Wir kannten uns untereinander bisher kaum, also besteht hier ein hoher Anspruch an die Kommunikationsfähigkeit. Ich glaube, die Situation kann sich jeder vorstellen – jeder möchte vom anderen etwas wissen…
Die Hörbehinderung erklären
Aber auch wenn das Handicap schon in der ersten Vorstellungsrunde öffentlich gemacht wird, ist es schnell wieder vergessen. Meine Bedenken, die Hörbehinderung bekannt zu geben und mich dadurch scheinbar 'in den Vordergrund' zu drängen, sind immer noch vorhanden. Offensiv mit der Behinderung umzugehen, fällt mir zwar nicht mehr so schwer, aber ein Negativ-Touch schwingt für mich im Hintergrund immer noch mit.
Wenn ich dann einmal wieder auf meine Hörbehinderung hinweise, entschuldigen sich andere Personen ständig – wofür eigentlich?? Weil sie es wieder vergessen haben, dass da eine Hörbehinderung ist?

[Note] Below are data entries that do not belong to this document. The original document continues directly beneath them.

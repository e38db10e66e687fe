use thiserror::Error;

use crate::coord::core::ProcessId;

/// Every way a protocol step, a wire record or an operator command can fail.
///
/// None of these are fatal: the runtime logs them and keeps processing events.
#[derive(Debug, Error)]
pub enum CoordError {
    /// A record on a channel could not be decoded
    #[error("malformed message: {0}")]
    MalformedMessage(String),

    /// A record decoded fine but carries a tag the running protocol does not know
    #[error("unknown message type `{0}`")]
    UnknownMessageType(String),

    /// An operator command that is not valid in the current state
    #[error("invalid operation: {0}")]
    InvalidOperation(String),

    /// Send attempted on a link that is currently down
    #[error("peer {0} is unreachable")]
    PeerUnreachable(ProcessId),

    /// Acknowledgement or reply for something no longer tracked
    #[error("stale message: {0}")]
    StaleMessage(String),

    #[error("configuration error: {0}")]
    Config(String),

    #[error(transparent)]
    Io(#[from] std::io::Error),
}

impl CoordError {
    /// Shorthand used by the state machines when rejecting operator commands
    pub fn invalid(reason: impl Into<String>) -> Self {
        Self::InvalidOperation(reason.into())
    }

    /// Shorthand for discarding late acknowledgements
    pub fn stale(reason: impl Into<String>) -> Self {
        Self::StaleMessage(reason.into())
    }
}

#[cfg(test)]
mod tests {
    use super::*;

    #[test]
    fn test_error_messages() {
        assert_eq!(
            CoordError::PeerUnreachable(3).to_string(),
            "peer 3 is unreachable"
        );
        assert_eq!(
            CoordError::UnknownMessageType("FOO".to_string()).to_string(),
            "unknown message type `FOO`"
        );
        assert_eq!(
            CoordError::invalid("resource r1 is not HELD").to_string(),
            "invalid operation: resource r1 is not HELD"
        );
    }
}
impl Process {
    pub fn new(id: ProcessId, algorithm: Algorithm) -> Self {
        Self {
            id,
            clock: LamportClock::new(),
            algorithm,
        }
    }

    /// Builds the state machine for `protocol` from the shared cluster configuration
    pub fn from_config(
        id: ProcessId,
        protocol: Protocol,
        config: &ClusterConfig,
    ) -> Result<Self, CoordError> {
        config.validate(id)?;
        let peers = config.peer_ids();
        let timing = &config.timing;
        let algorithm = match protocol {
            Protocol::Multicast => Algorithm::Multicast(TotalOrderMulticast::new(id, peers)),
            Protocol::Mutex => Algorithm::Mutex(MutualExclusion::new(
                id,
                peers,
                config.resources.iter().cloned(),
            )),
            Protocol::Bully => Algorithm::Bully(BullyElection::new(
                id,
                peers,
                timing.election_timeout(),
                timing.heartbeat_interval(),
                timing.pong_timeout(),
            )),
            Protocol::Tree => Algorithm::Tree(TreeElection::new(
                id,
                config.capacity(id),
                peers,
                config.neighbors(id),
                timing.propagation_delay(),
            )),
        };
        Ok(Self::new(id, algorithm))
    }

    pub fn protocol(&self) -> Protocol {
        self.algorithm.protocol()
    }

    pub fn clock(&self) -> u64 {
        self.clock.value()
    }

    /// Handles one inbound message
    pub fn handle_message(&mut self, message: Message, channel: &dyn PeerChannel) -> Vec<Effect> {
        let effects = self.receive(message, channel);
        self.settle(effects, channel)
    }

    /// Handles an expired timer
    pub fn handle_timer(&mut self, key: TimerKey, channel: &dyn PeerChannel) -> Vec<Effect> {
        let mut ctx = Context::new(self.id, &mut self.clock, channel);
        match (&mut self.algorithm, key) {
            (Algorithm::Bully(bully), key) => bully.on_timer(&mut ctx, key),
            (Algorithm::Tree(tree), TimerKey::Wave { election_id, step }) => {
                tree.on_wave_timer(&mut ctx, election_id, step)
            }
            (_, key) => debug!(process_id = self.id, "Ignoring unrelated timer {:?}", key),
        }
        let effects = ctx.into_effects();
        self.settle(effects, channel)
    }

    /// Runs an operator command; on error nothing was changed
    pub fn handle_command(
        &mut self,
        command: Command,
        channel: &dyn PeerChannel,
    ) -> Result<Vec<Effect>, CoordError> {
        let mut ctx = Context::new(self.id, &mut self.clock, channel);
        match (&mut self.algorithm, command) {
            (Algorithm::Multicast(multicast), Command::Multicast(content)) => {
                multicast.multicast(&mut ctx, content)?
            }
            (Algorithm::Mutex(mutex), Command::Request(resource_id)) => {
                mutex.request(&mut ctx, &resource_id)?
            }
            (Algorithm::Mutex(mutex), Command::Release(resource_id)) => {
                mutex.release(&mut ctx, &resource_id)?
            }
            (Algorithm::Bully(bully), Command::StartElection) => bully.start_election(&mut ctx)?,
            (Algorithm::Tree(tree), Command::StartElection) => tree.start_election(&mut ctx)?,
            (algorithm, command) => {
                return Err(CoordError::invalid(format!(
                    "{:?} is not supported by the {} protocol",
                    command,
                    algorithm.protocol()
                )));
            }
        }
        let effects = ctx.into_effects();
        Ok(self.settle(effects, channel))
    }

    /// Transport reported that the outbound link to `peer` closed
    pub fn handle_link_down(&mut self, peer: ProcessId, channel: &dyn PeerChannel) -> Vec<Effect> {
        let mut ctx = Context::new(self.id, &mut self.clock, channel);
        if let Algorithm::Bully(bully) = &mut self.algorithm {
            bully.on_link_down(&mut ctx, peer);
        }
        let effects = ctx.into_effects();
        self.settle(effects, channel)
    }

    pub fn snapshot(&self) -> ProcessSnapshot {
        let state = match &self.algorithm {
            Algorithm::Multicast(multicast) => AlgorithmSnapshot::Multicast(multicast.snapshot()),
            Algorithm::Mutex(mutex) => AlgorithmSnapshot::Mutex(mutex.snapshot()),
            Algorithm::Bully(bully) => AlgorithmSnapshot::Bully(bully.snapshot()),
            Algorithm::Tree(tree) => AlgorithmSnapshot::Tree(tree.snapshot()),
        };
        ProcessSnapshot {
            id: self.id,
            clock: self.clock.value(),
            state,
        }
    }

    /// Clock update, then dispatch to the owning state machine
    fn receive(&mut self, message: Message, channel: &dyn PeerChannel) -> Vec<Effect> {
        let protocol = self.protocol();
        if message.protocol() != Some(protocol) {
            let error = match &message {
                Message::Unrecognized { tag } => CoordError::UnknownMessageType(tag.clone()),
                other => CoordError::UnknownMessageType(format!(
                    "{} ({:?} traffic)",
                    other.message_type(),
                    other.protocol()
                )),
            };
            warn!(process_id = self.id, "Dropping message: {}", error);
            return Vec::new();
        }

        let clock = self.clock.observe(message.timestamp().unwrap_or(0));
        trace!(
            process_id = self.id,
            clock,
            "Received {} from {:?}",
            message.message_type(),
            message.sender_id()
        );

        let mut ctx = Context::new(self.id, &mut self.clock, channel);
        let result = match (&mut self.algorithm, message) {
            (Algorithm::Multicast(multicast), Message::Multicast(message)) => {
                multicast.on_message(&mut ctx, message)
            }
            (Algorithm::Mutex(mutex), Message::Mutex(message)) => mutex.on_message(&mut ctx, message),
            (Algorithm::Bully(bully), Message::Bully(message)) => bully.on_message(&mut ctx, message),
            (Algorithm::Tree(tree), Message::Tree(message)) => tree.on_message(&mut ctx, message),
            // Protocol mismatch was rejected above
            _ => Ok(()),
        };
        match result {
            Err(CoordError::StaleMessage(reason)) => {
                debug!(process_id = self.id, "Discarding stale message: {}", reason)
            }
            Err(error) => warn!(process_id = self.id, "Message rejected: {}", error),
            Ok(()) => {}
        }
        ctx.into_effects()
    }

    /// Handles loop-back sends synchronously, returning only outward effects in order
    fn settle(&mut self, effects: Vec<Effect>, channel: &dyn PeerChannel) -> Vec<Effect> {
        let mut outward = Vec::with_capacity(effects.len());
        let mut loopback = VecDeque::new();
        self.split_loopback(effects, &mut outward, &mut loopback);

        while let Some(message) = loopback.pop_front() {
            let effects = self.receive(message, channel);
            self.split_loopback(effects, &mut outward, &mut loopback);
        }
        outward
    }

    fn split_loopback(
        &self,
        effects: Vec<Effect>,
        outward: &mut Vec<Effect>,
        loopback: &mut VecDeque<Message>,
    ) {
        for effect in effects {
            match effect {
                Effect::Send { to, message } if to == self.id => loopback.push_back(message),
                other => outward.push(other),
            }
        }
    }
}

Dann kann ich es ja noch verstehen. Aber was ist mit fremden Menschen, denen ich es zum ersten Mal mitteile? Wofür entschuldigen die sich?
Die Tagungsstätten sind unterschiedlich ausgestattet. Mal tagen wir in einem 'barocken Spiegelsaal' mit hohen Decken und Teppichboden. Dann wieder in einer schulmäßigen Aula mit Parkett. Abwechselnde Gruppengrößen (im Plenum und in Kleingruppen von 3 bis maximal 14 Personen) bringen die entsprechenden Geräuschkulissen mit sich, was nicht gerade zur Entlastung beiträgt. Pausen, die eigentlich der Erholung dienen sollten, habe ich bisher oft in einer stillen Ecke verbracht – dabei geht aber vieles an informellen Gesprächen verloren – leider. Auch das abendliche Zusammensitzen bei mehrtägigen Veranstaltungen kann ich nur eingeschränkt genießen – bei Geschirrklappern gibt es für mich keine Entspannung.
Vom Nutzen der Technik
Zusätzliche technische Hilfsmittel habe ich bis jetzt noch nicht ausprobiert. Ich wusste zwar, dass es Induktionsschleifen gibt und meine Hörgeräte besitzen auch eine funktionsfähige T-Spule, aber sie wurde in zehn Jahren nicht ein einziges Mal genutzt… Erst als ich das erste Mal an einem Selbsthilfegruppen-Treffen teilnahm, konnte ich diese Erfahrung machen.
Momentan muss ich auch noch die Umstellung auf neue Hörgeräte bewältigen. Dies war nicht geplant, aber die ‚alten’ sind kaputt, fünfeinhalb Jahre alt, Reparatur unwirtschaftlich – grundsätzlich passiert sowas ja meist, wenn man es am wenigsten gebrauchen kann – also ein zusätzlicher Stress-Faktor.
Gibt es auch erfreuliche Tatsachen in solchen Situationen? Aus meiner Sicht schon, vor allem Anerkennung für geleistete Arbeit.
Fazit: Berufliche Veränderung heißt Arbeit an sich selbst
Wer sich neuen Herausforderungen nicht stellt, kann die Belastungen nicht beurteilen. Entscheidungen für oder gegen eine berufliche Veränderung sind immer mit Arbeit verbunden – auch mit Arbeit an sich selbst und hierbei hilft mir im Moment sehr stark die Gemeinschaft in der Deutschen Hörbehindertenselbsthilfe (DHS)!